In a recent American article, AEI scholar Andrew Biggs tackled a politicization of the FY2010 budget regarding Social Security. If Biggs’ critique reached the White House it has not yet permeated it’s visual aids. Instead, The White House’s Economic Report of the President, released last week, continued to insist that per person health care cost growth rather than simply the exploding number of seniors poses the greatest threat to the nation’s entitlement programs. The move bolsters the White House’s push for health care reform at the expense of national solvency.
The report provides this figure, which shows the impact of ageing as almost flat.
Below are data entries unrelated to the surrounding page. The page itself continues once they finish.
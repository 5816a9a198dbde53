//! `ansible-gateway` binary: load config, install tracing, run the
//! daemon.

use std::path::PathBuf;
use std::sync::Arc;

use anyhow::Context;
use clap::Parser;
use tracing_subscriber::EnvFilter;

use ansible_gateway::runtime::LoggingRuntime;
use ansible_gateway::{Daemon, GatewayConfig};

/// Gateway daemon for the ansible coordination plane.
#[derive(Debug, Parser)]
#[command(name = "ansible-gateway", version, about)]
struct Cli {
    /// Path to the gateway config file.
    #[arg(long, default_value = "ansible.toml")]
    config: PathBuf,

    /// Verbose (debug-level) logging.
    #[arg(long, short)]
    verbose: bool,
}

#[tokio::main]
async fn main() -> anyhow::Result<()> {
    let cli = Cli::parse();

    let default_level = if cli.verbose { "debug" } else { "info" };
    tracing_subscriber::fmt()
        .with_env_filter(
            EnvFilter::try_from_default_env()
                .unwrap_or_else(|_| EnvFilter::new(default_level)),
        )
        .init();

    let config = GatewayConfig::load(&cli.config)
        .with_context(|| format!("loading {}", cli.config.display()))?;

    let daemon = Daemon::start(config, Arc::new(LoggingRuntime))
        .await
        .context("starting gateway")?;
    daemon.run().await;
    Ok(())
}
//! Presence: pulse heartbeat, staleness, and per-host message cleanup.
//!
//! The heartbeat writes `pulse[self]` as field-level mutations so repeated
//! beats touch one register instead of replacing the record (which would
//! grow tombstones on every beat). Readers must tolerate both the sub-map
//! shape and the plain-record shape older writers produced; after
//! materialization both are JSON objects, so the helpers here only ever
//! access fields.

use std::time::Duration;

use ansible_core::{maps, now_ms, AgentId, Message, NodeId, PulseStatus};
use ansible_state::Document;
use serde_json::Value;
use tokio::sync::broadcast;
use tracing::debug;

/// Heartbeat cadence.
pub const HEARTBEAT_INTERVAL: Duration = Duration::from_secs(30);

/// Message cleanup cadence.
pub const CLEANUP_INTERVAL: Duration = Duration::from_secs(60);

/// A node whose last beat is older than this is reported offline.
pub const DEFAULT_STALE_AFTER_SECS: i64 = 300;

/// Messages older than this are cleanup candidates.
pub const MESSAGE_TTL_MS: i64 = 24 * 60 * 60 * 1_000;

/// The newest N messages are kept regardless of age.
pub const MESSAGE_KEEP_NEWEST: usize = 50;

// ── Pulse writes ─────────────────────────────────────────────

/// Startup: mark this node online with its version.
pub fn write_online(doc: &Document, node: &NodeId, version: &str) {
    doc.set_field(maps::PULSE, node.as_str(), "status", "online".into());
    doc.set_field(maps::PULSE, node.as_str(), "version", version.into());
    doc.set_field(maps::PULSE, node.as_str(), "lastSeen", now_ms().into());
}

/// One heartbeat: bump `lastSeen` in place.
pub fn beat(doc: &Document, node: &NodeId) {
    doc.set_field(maps::PULSE, node.as_str(), "lastSeen", now_ms().into());
}

/// Graceful shutdown: mark offline.
pub fn write_offline(doc: &Document, node: &NodeId) {
    doc.set_field(maps::PULSE, node.as_str(), "status", "offline".into());
    doc.set_field(maps::PULSE, node.as_str(), "lastSeen", now_ms().into());
}

// ── Pulse reads ──────────────────────────────────────────────

/// `lastSeen` from a materialized pulse record of either shape.
#[must_use]
pub fn last_seen(pulse: &Value) -> Option<i64> {
    pulse.get("lastSeen").and_then(Value::as_i64)
}

/// The status a consumer must report for a pulse record: the stored field,
/// downgraded to offline when the heartbeat is stale — regardless of what
/// the record claims.
#[must_use]
pub fn effective_status(pulse: &Value, now: i64, stale_after_secs: i64) -> PulseStatus {
    let stored = match pulse.get("status").and_then(Value::as_str) {
        Some("online") => PulseStatus::Online,
        Some("busy") => PulseStatus::Busy,
        _ => PulseStatus::Offline,
    };
    match last_seen(pulse) {
        Some(seen) if now.saturating_sub(seen) <= stale_after_secs.saturating_mul(1_000) => stored,
        _ => PulseStatus::Offline,
    }
}

/// Run the heartbeat until shutdown, then write offline.
pub async fn run_heartbeat(
    doc: Document,
    node: NodeId,
    version: String,
    mut shutdown_rx: broadcast::Receiver<()>,
) {
    write_online(&doc, &node, &version);
    debug!(node = %node, "heartbeat started");
    loop {
        tokio::select! {
            biased;
            _ = shutdown_rx.recv() => break,
            () = tokio::time::sleep(HEARTBEAT_INTERVAL) => beat(&doc, &node),
        }
    }
    write_offline(&doc, &node);
    debug!(node = %node, "heartbeat stopped, pulse offline");
}

// ── Message cleanup ──────────────────────────────────────────

/// Delete messages that are old or beyond the count cap, preserving those
/// still unread *by this host*. Returns the number deleted.
///
/// Preservation is deliberately host-local: holding messages for another
/// node's unread state would accumulate without bound whenever any peer
/// goes quiet.
#[must_use]
pub fn cleanup_messages(doc: &Document, node: &NodeId, now: i64) -> usize {
    let self_agent: AgentId = node.as_agent();
    let mut messages: Vec<(String, Message)> = doc.entries_as(maps::MESSAGES);
    // Newest first; position beyond the cap marks a candidate.
    messages.sort_by(|a, b| b.1.timestamp.cmp(&a.1.timestamp).then(b.0.cmp(&a.0)));

    let mut deleted = 0;
    for (index, (key, message)) in messages.iter().enumerate() {
        let unread_here = message.addressed_to(&self_agent)
            && !message.read_by_agents.contains(&self_agent);
        if unread_here {
            continue;
        }
        let too_old = now.saturating_sub(message.timestamp) > MESSAGE_TTL_MS;
        let beyond_cap = index >= MESSAGE_KEEP_NEWEST;
        if too_old || beyond_cap {
            doc.remove(maps::MESSAGES, key);
            deleted += 1;
        }
    }
    if deleted > 0 {
        debug!(deleted, "message cleanup");
    }
    deleted
}

/// Run message cleanup on its cadence until shutdown.
pub async fn run_cleanup(doc: Document, node: NodeId, mut shutdown_rx: broadcast::Receiver<()>) {
    loop {
        tokio::select! {
            biased;
            _ = shutdown_rx.recv() => break,
            () = tokio::time::sleep(CLEANUP_INTERVAL) => {
                let _ = cleanup_messages(&doc, &node, now_ms());
            }
        }
    }
}
//! Edge-side peer client.
//!
//! One task per configured peer URL: connect, greet, exchange full state,
//! then stream updates until the connection drops, and reconnect with
//! full-jitter backoff. A sync boundary event fires after every successful
//! state exchange — including re-exchanges after reconnect, so consumers
//! must be idempotent.

use std::time::Duration;

use futures::StreamExt;
use tokio::sync::{broadcast, mpsc};
use tracing::{debug, info, warn};

use ansible_state::Document;

use crate::backoff::Backoff;
use crate::error::{SyncError, SyncResult};
use crate::hub::{read_frame, send_frame, spawn_update_forwarder, spawn_writer};
use crate::protocol::Frame;
use crate::{next_conn_id, TransportEvents};

/// Grace period for the hub's Welcome and State after connecting.
const HANDSHAKE_TIMEOUT: Duration = Duration::from_secs(30);

/// Base reconnect delay (milliseconds).
const BACKOFF_BASE_MS: u64 = 1_000;

/// Reconnect delay cap (milliseconds).
const BACKOFF_MAX_MS: u64 = 60_000;

/// Outbound frame queue depth.
const OUTBOUND_QUEUE: usize = 64;

/// Configuration for one peer connection.
#[derive(Debug, Clone)]
pub struct PeerClientConfig {
    /// Peer URL (`ws://host:port`).
    pub url: String,
    /// Local node id, presented in the Hello.
    pub node_id: String,
    /// Room name; must match the hub's.
    pub room: String,
    /// Single-use join ticket, presented once on the first successful
    /// handshake. `None` for already-admitted nodes.
    pub ticket: Option<String>,
}

/// Spawn the reconnecting client task for one peer.
pub fn spawn_peer_client(
    doc: Document,
    config: PeerClientConfig,
    events: TransportEvents,
    shutdown_tx: broadcast::Sender<()>,
) -> tokio::task::JoinHandle<()> {
    tokio::spawn(async move {
        let mut backoff = Backoff::new(BACKOFF_BASE_MS, BACKOFF_MAX_MS);
        let mut ticket = config.ticket.clone();
        let mut shutdown_rx = shutdown_tx.subscribe();

        loop {
            match connect_and_run(&doc, &config, &mut ticket, &events, &mut shutdown_rx).await {
                Ok(()) => {
                    debug!(peer = %config.url, "peer client shutting down");
                    return;
                },
                Err(SyncError::Shutdown) => return,
                Err(e) => {
                    warn!(peer = %config.url, error = %e, "peer connection lost");
                    events.emit_sync(false, &config.url);
                },
            }

            let delay = backoff.next_delay();
            debug!(peer = %config.url, delay_ms = delay.as_millis(), "reconnecting after backoff");
            tokio::select! {
                biased;
                _ = shutdown_rx.recv() => return,
                () = tokio::time::sleep(delay) => {},
            }
        }
    })
}

/// One connection attempt: handshake, state exchange, update streaming.
///
/// Returns `Ok(())` only on shutdown; any connection end is an error so
/// the outer loop reconnects.
async fn connect_and_run(
    doc: &Document,
    config: &PeerClientConfig,
    ticket: &mut Option<String>,
    events: &TransportEvents,
    shutdown_rx: &mut broadcast::Receiver<()>,
) -> SyncResult<()> {
    let (ws, _response) = tokio_tungstenite::connect_async(config.url.as_str()).await?;
    let (mut writer, mut reader) = ws.split();

    send_frame(&mut writer, &Frame::Hello {
        room: config.room.clone(),
        node_id: config.node_id.clone(),
        ticket: ticket.clone(),
    })
    .await?;

    // Welcome (or Denied), then the hub's full state.
    let frame = tokio::time::timeout(HANDSHAKE_TIMEOUT, read_frame(&mut reader))
        .await
        .map_err(|_| SyncError::Protocol("no Welcome before timeout".to_string()))??;
    match frame {
        Some(Frame::Welcome { node_id }) => {
            info!(peer = %config.url, hub = %node_id, "connected to sync hub");
            // The ticket was consumed server-side; never present it again.
            *ticket = None;
        },
        Some(Frame::Denied { reason }) => return Err(SyncError::Denied { reason }),
        _ => return Err(SyncError::Protocol("expected Welcome".to_string())),
    }

    // Subscribe before encoding our state so no local write can fall
    // between the snapshot and the update stream.
    let updates_rx = doc.subscribe_updates();
    send_frame(&mut writer, &Frame::State {
        bytes: doc.encode_state()?,
    })
    .await?;

    let conn_id = next_conn_id();
    let frame = tokio::time::timeout(HANDSHAKE_TIMEOUT, read_frame(&mut reader))
        .await
        .map_err(|_| SyncError::Protocol("no State before timeout".to_string()))??;
    match frame {
        Some(Frame::State { bytes }) => {
            doc.apply_encoded_update(&bytes, conn_id)?;
        },
        _ => return Err(SyncError::Protocol("expected State".to_string())),
    }

    // Sync boundary: this replica has caught up with the peer.
    events.emit_sync(true, &config.url);
    events.mark_doc_ready();

    let (outbound_tx, outbound_rx) = mpsc::channel::<Frame>(OUTBOUND_QUEUE);
    let forwarder = spawn_update_forwarder(updates_rx, conn_id, outbound_tx.clone());
    let mut writer_task = spawn_writer(writer, outbound_rx);

    let result = loop {
        tokio::select! {
            biased;
            _ = shutdown_rx.recv() => break Ok(()),
            frame = read_frame(&mut reader) => {
                match frame {
                    Ok(Some(Frame::Update { bytes })) | Ok(Some(Frame::State { bytes })) => {
                        if let Err(e) = doc.apply_encoded_update(&bytes, conn_id) {
                            warn!(peer = %config.url, error = %e, "dropping corrupt update");
                        }
                    },
                    Ok(Some(other)) => {
                        debug!(peer = %config.url, ?other, "unexpected frame mid-session");
                    },
                    Ok(None) => break Err(SyncError::Protocol("connection closed".to_string())),
                    Err(e) => break Err(e),
                }
            }
        }
    };

    forwarder.abort();
    drop(outbound_tx);
    tokio::select! {
        _ = &mut writer_task => {},
        () = tokio::time::sleep(Duration::from_secs(2)) => writer_task.abort(),
    }
    result
}

#[cfg(test)]
mod tests {
    use super::*;

    #[test]
    fn ticket_is_cleared_only_after_welcome() {
        // The clearing happens inside connect_and_run on Welcome; here we
        // pin the config contract: a clone keeps the original ticket so a
        // failed dial can retry with it.
        let config = PeerClientConfig {
            url: "ws://example:1235".to_string(),
            node_id: "e1".to_string(),
            room: ansible_core::ROOM.to_string(),
            ticket: Some("t-1".to_string()),
        };
        let working = config.ticket.clone();
        assert_eq!(working.as_deref(), Some("t-1"));
        assert_eq!(config.ticket.as_deref(), Some("t-1"));
    }
}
Careful readers will see that the White House wants to stress health cost growth because “over the long-term they are by far the larger contributor to the deficit.” Before getting to that claim the White House has to admit that it agrees with Biggs about the short-term impacts of aging: Over the next 20 years, demographics—the retirement of the baby boom generation—is the larger cause of rising spending.

As Biggs explained, the short-term matters the most. Entitlements will engulf the federal budget long before we reach the “long-term” health care crisis. According to a presentation by CBO Director Douglas Elmendorf, spending on Medicare, Medicaid, Social Security Defense, and debt interest will be larger than all federal revenues by 2018. Forget twenty years, we’ve barely got 10.